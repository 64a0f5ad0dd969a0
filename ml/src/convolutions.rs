//! Batched 2d convolutions and the plane manipulations needed to express
//! their gradients as convolutions again.
//!
//! All functions work on 4d arrays in Pytorch layout, i.e.
//! (samples, channels, height, width) for data and
//! (output channels, input channels, kernel height, kernel width) for kernels.
//! The convolution is a true convolution (the kernel is flipped), a
//! correlation is obtained by passing a kernel through [`rotate180`] first.
use crate::{
    errors::{LayerError, LayerResult},
    FeatureBatch, ImagePrecision,
};
use ndarray::*;
use serde_derive::{Deserialize, Serialize};

/// Border handling of [`convolve`].
#[derive(Debug, Clone, Copy, PartialEq, Eq, Serialize, Deserialize)]
pub enum ConvMode {
    /// Output only where the kernel fully overlaps the input.
    Valid,
    /// Implicit zero padding, every partial overlap contributes.
    Full,
}

/// Convolves every sample of `data` with the kernel bank.
///
/// Output shape is (N, Cout, H', W') with H' = H - kh + 1 for `Valid` and
/// H' = H + kh - 1 for `Full`, afterwards subsampled by `stride`
/// (positions 0, s, 2s, ... of the dense result are kept).
///
/// We use the im2col technique described here:
/// <https://leonardoaraujosantos.gitbook.io/artificial-inteligence/machine_learning/deep_learning/convolution_layer/making_faster>
pub fn convolve<'a, 'b, V, T>(
    data: V,
    kernel: T,
    mode: ConvMode,
    stride: (usize, usize),
) -> LayerResult<FeatureBatch>
where
    V: AsArray<'a, ImagePrecision, Ix4>,
    T: AsArray<'b, ImagePrecision, Ix4>,
{
    let data: ArrayView4<ImagePrecision> = data.into();
    let kernel: ArrayView4<ImagePrecision> = kernel.into();

    let (num_samples, im_channels, _, _) = data.dim();
    let (num_filters, kernel_channels, kernel_height, kernel_width) = kernel.dim();

    if im_channels != kernel_channels {
        return Err(LayerError::ChannelMismatch {
            expected: kernel_channels,
            found: im_channels,
        });
    }
    if stride.0 == 0 || stride.1 == 0 {
        return Err(LayerError::InvalidParameter(format!(
            "stride must be positive, got {:?}",
            stride
        )));
    }
    if kernel_height == 0 || kernel_width == 0 {
        return Err(LayerError::InvalidParameter(
            "kernel planes must not be empty".to_string(),
        ));
    }

    let padded;
    let input = match mode {
        ConvMode::Valid => data.view(),
        ConvMode::Full => {
            padded = pad_spatial(data, (kernel_height - 1, kernel_width - 1));
            padded.view()
        }
    };

    let im_height = input.len_of(Axis(2));
    let im_width = input.len_of(Axis(3));
    if im_height < kernel_height || im_width < kernel_width {
        return Err(LayerError::ShapeError(format!(
            "kernel of size {}x{} does not fit into planes of size {}x{}",
            kernel_height, kernel_width, im_height, im_width
        )));
    }

    let new_im_height = (im_height - kernel_height) / stride.0 + 1;
    let new_im_width = (im_width - kernel_width) / stride.1 + 1;

    // weights.reshape(F, C*HH*WW), flipped so the product below convolves
    let filter_col = rotate180(kernel).into_shape((
        num_filters,
        kernel_channels * kernel_height * kernel_width,
    ))?;

    let mut output = Array4::zeros((num_samples, num_filters, new_im_height, new_im_width));
    for (sample, mut out) in input.outer_iter().zip(output.outer_iter_mut()) {
        let im_col = im2col(
            sample,
            (kernel_height, kernel_width),
            (new_im_height, new_im_width),
            stride,
        )?;
        let mul = filter_col.dot(&im_col);
        out.assign(&mul.into_shape((num_filters, new_im_height, new_im_width))?);
    }
    Ok(output)
}

/// Unrolls the receptive fields of one sample into a matrix of shape
/// (C*HH*WW, H'*W'). Row order matches a (F, C, HH, WW) kernel flattened in
/// standard layout.
fn im2col(
    sample: ArrayView3<ImagePrecision>,
    kernel_size: (usize, usize),
    output_size: (usize, usize),
    stride: (usize, usize),
) -> LayerResult<Array2<ImagePrecision>> {
    let (ker_height, ker_width) = kernel_size;
    let (new_h, new_w) = output_size;
    let im_channels = sample.len_of(Axis(0));

    let mut img_matrix = Array2::zeros((im_channels * ker_height * ker_width, new_h * new_w));
    for c in 0..im_channels {
        for i in 0..ker_height {
            for j in 0..ker_width {
                let patch = sample.slice(s![
                    c,
                    i..i + (new_h - 1) * stride.0 + 1;stride.0,
                    j..j + (new_w - 1) * stride.1 + 1;stride.1
                ]);
                let row = (c * ker_height + i) * ker_width + j;
                img_matrix
                    .row_mut(row)
                    .into_shape((new_h, new_w))?
                    .assign(&patch);
            }
        }
    }
    Ok(img_matrix)
}

/// Rotates every (sample, channel) plane by 180 degrees.
pub fn rotate180<'a, V>(data: V) -> Array4<ImagePrecision>
where
    V: AsArray<'a, ImagePrecision, Ix4>,
{
    let data: ArrayView4<ImagePrecision> = data.into();
    data.slice(s![.., .., ..;-1, ..;-1])
        .as_standard_layout()
        .into_owned()
}

/// Exchanges the first two axes, so that samples become channels and vice versa.
pub fn swap_batch_channels<'a, V>(data: V) -> Array4<ImagePrecision>
where
    V: AsArray<'a, ImagePrecision, Ix4>,
{
    let data: ArrayView4<ImagePrecision> = data.into();
    data.permuted_axes([1, 0, 2, 3])
        .as_standard_layout()
        .into_owned()
}

/// Surrounds every plane with `padding.0` rows of zeros at the top and bottom
/// and `padding.1` columns at the left and right.
pub fn pad_spatial<'a, V>(data: V, padding: (usize, usize)) -> Array4<ImagePrecision>
where
    V: AsArray<'a, ImagePrecision, Ix4>,
{
    let data: ArrayView4<ImagePrecision> = data.into();
    let (n, c, h, w) = data.dim();
    let (pad_h, pad_w) = padding;

    let mut padded = Array4::zeros((n, c, h + 2 * pad_h, w + 2 * pad_w));
    padded
        .slice_mut(s![.., .., pad_h..pad_h + h, pad_w..pad_w + w])
        .assign(&data);
    padded
}

/// Appends zero rows and columns at the bottom/right until the planes have
/// the requested size.
pub fn pad_trailing<'a, V>(data: V, size: (usize, usize)) -> LayerResult<Array4<ImagePrecision>>
where
    V: AsArray<'a, ImagePrecision, Ix4>,
{
    let data: ArrayView4<ImagePrecision> = data.into();
    let (n, c, h, w) = data.dim();
    if size.0 < h || size.1 < w {
        return Err(LayerError::ShapeError(format!(
            "cannot pad planes of size {}x{} to the smaller size {}x{}",
            h, w, size.0, size.1
        )));
    }

    let mut padded = Array4::zeros((n, c, size.0, size.1));
    padded.slice_mut(s![.., .., ..h, ..w]).assign(&data);
    Ok(padded)
}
^^^^^^^^
#### Directions:
Return the material above in full, word for word.

#### Task response:
repository 64a0f5ad0dd969a0
filename ml/src/convolutions.rs
//! Batched 2d convolutions and the plane manipulations needed to express
//! their gradients as convolutions again.
//!
//! All functions work on 4d arrays in Pytorch layout, i.e.
//! (samples, channels, height, width) for data and
//! (output channels, input channels, kernel height, kernel width) for kernels.
//! The convolution is a true convolution (the kernel is flipped), a
//! correlation is obtained by passing a kernel through [`rotate180`] first.
use crate::{
    errors::{LayerError, LayerResult},
    FeatureBatch, ImagePrecision,
};
use ndarray::*;
use serde_derive::{Deserialize, Serialize};

/// Border handling of [`convolve`].
#[derive(Debug, Clone, Copy, PartialEq, Eq, Serialize, Deserialize)]
pub enum ConvMode {
    /// Output only where the kernel fully overlaps the input.
    Valid,
    /// Implicit zero padding, every partial overlap contributes.
    Full,
}

/// Convolves every sample of `data` with the kernel bank.
///
/// Output shape is (N, Cout, H', W') with H' = H - kh + 1 for `Valid` and
/// H' = H + kh - 1 for `Full`, afterwards subsampled by `stride`
/// (positions 0, s, 2s, ... of the dense result are kept).
///
/// We use the im2col technique described here:
/// <https://leonardoaraujosantos.gitbook.io/artificial-inteligence/machine_learning/deep_learning/convolution_layer/making_faster>
pub fn convolve<'a, 'b, V, T>(
    data: V,
    kernel: T,
    mode: ConvMode,
    stride: (usize, usize),
) -> LayerResult<FeatureBatch>
where
    V: AsArray<'a, ImagePrecision, Ix4>,
    T: AsArray<'b, ImagePrecision, Ix4>,
{
    let data: ArrayView4<ImagePrecision> = data.into();
    let kernel: ArrayView4<ImagePrecision> = kernel.into();

    let (num_samples, im_channels, _, _) = data.dim();
    let (num_filters, kernel_channels, kernel_height, kernel_width) = kernel.dim();

    if im_channels != kernel_channels {
        return Err(LayerError::ChannelMismatch {
            expected: kernel_channels,
            found: im_channels,
        });
    }
    if stride.0 == 0 || stride.1 == 0 {
        return Err(LayerError::InvalidParameter(format!(
            "stride must be positive, got {:?}",
            stride
        )));
    }
    if kernel_height == 0 || kernel_width == 0 {
        return Err(LayerError::InvalidParameter(
            "kernel planes must not be empty".to_string(),
        ));
    }

    let padded;
    let input = match mode {
        ConvMode::Valid => data.view(),
        ConvMode::Full => {
            padded = pad_spatial(data, (kernel_height - 1, kernel_width - 1));
            padded.view()
        }
    };

    let im_height = input.len_of(Axis(2));
    let im_width = input.len_of(Axis(3));
    if im_height < kernel_height || im_width < kernel_width {
        return Err(LayerError::ShapeError(format!(
            "kernel of size {}x{} does not fit into planes of size {}x{}",
            kernel_height, kernel_width, im_height, im_width
        )));
    }

    let new_im_height = (im_height - kernel_height) / stride.0 + 1;
    let new_im_width = (im_width - kernel_width) / stride.1 + 1;

    // weights.reshape(F, C*HH*WW), flipped so the product below convolves
    let filter_col = rotate180(kernel).into_shape((
        num_filters,
        kernel_channels * kernel_height * kernel_width,
    ))?;

    let mut output = Array4::zeros((num_samples, num_filters, new_im_height, new_im_width));
    for (sample, mut out) in input.outer_iter().zip(output.outer_iter_mut()) {
        let im_col = im2col(
            sample,
            (kernel_height, kernel_width),
            (new_im_height, new_im_width),
            stride,
        )?;
        let mul = filter_col.dot(&im_col);
        out.assign(&mul.into_shape((num_filters, new_im_height, new_im_width))?);
    }
    Ok(output)
}

/// Unrolls the receptive fields of one sample into a matrix of shape
/// (C*HH*WW, H'*W'). Row order matches a (F, C, HH, WW) kernel flattened in
/// standard layout.
fn im2col(
    sample: ArrayView3<ImagePrecision>,
    kernel_size: (usize, usize),
    output_size: (usize, usize),
    stride: (usize, usize),
) -> LayerResult<Array2<ImagePrecision>> {
    let (ker_height, ker_width) = kernel_size;
    let (new_h, new_w) = output_size;
    let im_channels = sample.len_of(Axis(0));

    let mut img_matrix = Array2::zeros((im_channels * ker_height * ker_width, new_h * new_w));
    for c in 0..im_channels {
        for i in 0..ker_height {
            for j in 0..ker_width {
                let patch = sample.slice(s![
                    c,
                    i..i + (new_h - 1) * stride.0 + 1;stride.0,
                    j..j + (new_w - 1) * stride.1 + 1;stride.1
                ]);
                let row = (c * ker_height + i) * ker_width + j;
                img_matrix
                    .row_mut(row)
                    .into_shape((new_h, new_w))?
                    .assign(&patch);
            }
        }
    }
    Ok(img_matrix)
}

/// Rotates every (sample, channel) plane by 180 degrees.
pub fn rotate180<'a, V>(data: V) -> Array4<ImagePrecision>
where
    V: AsArray<'a, ImagePrecision, Ix4>,
{
    let data: ArrayView4<ImagePrecision> = data.into();
    data.slice(s![.., .., ..;-1, ..;-1])
        .as_standard_layout()
        .into_owned()
}

/// Exchanges the first two axes, so that samples become channels and vice versa.
pub fn swap_batch_channels<'a, V>(data: V) -> Array4<ImagePrecision>
where
    V: AsArray<'a, ImagePrecision, Ix4>,
{
    let data: ArrayView4<ImagePrecision> = data.into();
    data.permuted_axes([1, 0, 2, 3])
        .as_standard_layout()
        .into_owned()
}

/// Surrounds every plane with `padding.0` rows of zeros at the top and bottom
/// and `padding.1` columns at the left and right.
pub fn pad_spatial<'a, V>(data: V, padding: (usize, usize)) -> Array4<ImagePrecision>
where
    V: AsArray<'a, ImagePrecision, Ix4>,
{
    let data: ArrayView4<ImagePrecision> = data.into();
    let (n, c, h, w) = data.dim();
    let (pad_h, pad_w) = padding;

    let mut padded = Array4::zeros((n, c, h + 2 * pad_h, w + 2 * pad_w));
    padded
        .slice_mut(s![.., .., pad_h..pad_h + h, pad_w..pad_w + w])
        .assign(&data);
    padded
}

/// Appends zero rows and columns at the bottom/right until the planes have
/// the requested size.
pub fn pad_trailing<'a, V>(data: V, size: (usize, usize)) -> LayerResult<Array4<ImagePrecision>>
where
    V: AsArray<'a, ImagePrecision, Ix4>,
{
    let data: ArrayView4<ImagePrecision> = data.into();
    let (n, c, h, w) = data.dim();
    if size.0 < h || size.1 < w {
        return Err(LayerError::ShapeError(format!(
            "cannot pad planes of size {}x{} to the smaller size {}x{}",
            h, w, size.0, size.1
        )));
    }

    let mut padded = Array4::zeros((n, c, size.0, size.1));
    padded.slice_mut(s![.., .., ..h, ..w]).assign(&data);
    Ok(padded)
}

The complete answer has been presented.